Draw a six-carbon alkyne that can exist as diastereomers. You do not need to specify wedge or dashed bonds
The correct answer and explanation is :
Alright, here’s the direct answer first:
A six-carbon alkyne that can exist as diastereomers is:
3-Hexyne-2,4-diol, or drawn structurally:
CH≡C-CH(OH)-CH(OH)-CH₂-CH₃Explanation (about 300 words):
To find a six-carbon alkyne that can have diastereomers, we must first know what diastereomers are: Diastereomers are stereoisomers that are not mirror images of each other and have different configurations at one or more (but not all) of their stereocenters. For a molecule to have diastereomers, it must have at least two stereocenters (chiral centers).
An alkyne has a triple bond, which is linear (180°) and cannot itself be chiral. So, chirality must come from other parts of the molecule—specifically from attached groups that create tetrahedral carbons (sp³ hybridized carbons) with four different substituents.
Starting with hex-3-yne (CH₃-C≡C-CH₂-CH₂-CH₃), we notice there’s a triple bond between carbons 2 and 3, but no stereocenters.
To introduce stereocenters, we add substituents such as hydroxyl (-OH) groups onto sp³ carbons adjacent to the triple bond. For example:
- Add OH groups to C-2 and C-4.
- Now C-2 and C-4 each have four different groups: H, OH, an alkyl group toward the triple bond, and another carbon chain.

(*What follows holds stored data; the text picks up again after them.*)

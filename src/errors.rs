use axum::{
    http::StatusCode,
    response::{IntoResponse, Response},
    Json,
};
use serde_json::{json, Value};
use std::fmt;

/// Shown for failures whose details must not reach the client.
pub const GENERIC_ERROR_MESSAGE: &str = "系統發生錯誤，請稍後再試。";
pub const TIMEOUT_MESSAGE: &str = "GoPlus API timeout";
pub const CONNECTIVITY_MESSAGE: &str = "Unable to reach GoPlus API";
pub const PROVIDER_FAILURE_MESSAGE: &str = "GoPlus API request failed";

/// Application-specific error types.
#[derive(Debug, Clone)]
pub enum AppError {
    /// Request body failed structural or address-format validation.
    Validation(String),
    /// Request body is not valid JSON.
    Parse(String),
    /// Required configuration (the provider API key) is missing.
    Configuration(String),
    /// The provider call did not finish within the timeout.
    Timeout,
    /// DNS, connection or TLS failure reaching the provider. The detail is
    /// logged, never returned to the client.
    Connectivity(String),
    /// The provider answered with a non-2xx status or a non-zero `code`.
    Provider {
        status: u16,
        message: String,
        /// Provider body, forwarded unchanged.
        payload: Option<Value>,
    },
    /// Anything unexpected.
    Internal(String),
}

impl AppError {
    /// HTTP status this error is reported with.
    pub fn status_code(&self) -> StatusCode {
        match self {
            AppError::Validation(_) | AppError::Parse(_) => StatusCode::BAD_REQUEST,
            AppError::Configuration(_) | AppError::Internal(_) => {
                StatusCode::INTERNAL_SERVER_ERROR
            }
            AppError::Timeout => StatusCode::GATEWAY_TIMEOUT,
            AppError::Connectivity(_) => StatusCode::BAD_GATEWAY,
            AppError::Provider { status, .. } => {
                StatusCode::from_u16(*status).unwrap_or(StatusCode::BAD_GATEWAY)
            }
        }
    }

    /// Message safe to show to an end user.
    pub fn user_message(&self) -> String {
        match self {
            AppError::Validation(msg) | AppError::Parse(msg) | AppError::Configuration(msg) => {
                msg.clone()
            }
            AppError::Timeout => TIMEOUT_MESSAGE.to_string(),
            AppError::Connectivity(_) => CONNECTIVITY_MESSAGE.to_string(),
            AppError::Provider { message, .. } => message.clone(),
            AppError::Internal(_) => GENERIC_ERROR_MESSAGE.to_string(),
        }
    }

    /// JSON body of the error response.
    pub fn response_body(&self) -> Value {
        match self {
            AppError::Validation(msg) | AppError::Parse(msg) => json!({
                "success": false,
                "error": msg,
            }),
            AppError::Provider {
                payload: Some(payload),
                ..
            } => payload.clone(),
            _ => json!({
                "code": self.status_code().as_u16(),
                "message": self.user_message(),
            }),
        }
    }
}

impl fmt::Display for AppError {
    /// Formats the error for display.
    fn fmt(&self, f: &mut fmt::Formatter<'_>) -> fmt::Result {
        match self {
            AppError::Validation(msg) => write!(f, "Validation error: {}", msg),
            AppError::Parse(msg) => write!(f, "Parse error: {}", msg),
            AppError::Configuration(msg) => write!(f, "Configuration error: {}", msg),
            AppError::Timeout => write!(f, "{}", TIMEOUT_MESSAGE),
            AppError::Connectivity(msg) => write!(f, "{}: {}", CONNECTIVITY_MESSAGE, msg),
            AppError::Provider {
                status, message, ..
            } => write!(f, "Provider error {}: {}", status, message),
            AppError::Internal(msg) => write!(f, "Internal error: {}", msg),
        }
    }
}

impl std::error::Error for AppError {}

impl IntoResponse for AppError {
    /// Converts the error into an HTTP response.
    ///
    /// Logs once here, at the response boundary, with a level matching the
    /// severity.
    fn into_response(self) -> Response {
        match &self {
            AppError::Validation(msg) | AppError::Parse(msg) => {
                tracing::debug!("Rejected request: {}", msg);
            }
            AppError::Provider {
                status, message, ..
            } => {
                tracing::warn!("GoPlus rejected request ({}): {}", status, message);
            }
            AppError::Timeout => tracing::error!("{}", TIMEOUT_MESSAGE),
            AppError::Connectivity(detail) => {
                tracing::error!("{}: {}", CONNECTIVITY_MESSAGE, detail)
            }
            AppError::Configuration(msg) => tracing::error!("Configuration error: {}", msg),
            AppError::Internal(msg) => tracing::error!("Internal error: {}", msg),
        }

        (self.status_code(), Json(self.response_body())).into_response()
    }
}

impl From<reqwest::Error> for AppError {
    /// Converts a `reqwest::Error` into an `AppError`.
    fn from(err: reqwest::Error) -> Self {
        if err.is_timeout() {
            AppError::Timeout
        } else {
            AppError::Connectivity(err.to_string())
        }
    }
}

Thus, 3-hexyne-2,4-diol (CH≡C-CH(OH)-CH(OH)-CH₂-CH₃) has two chiral centers and can have diastereomers. Specifically:
- (2R,4R) and (2S,4S) forms are enantiomers (mirror images).
- (2R,4S) and (2S,4R) forms are diastereomers to the enantiomers.
Thus, this molecule can exist as a set of diastereomers.
In summary, adding functional groups like OH near the alkyne enables the creation of chiral centers, allowing diastereomeric forms in a six-carbon chain.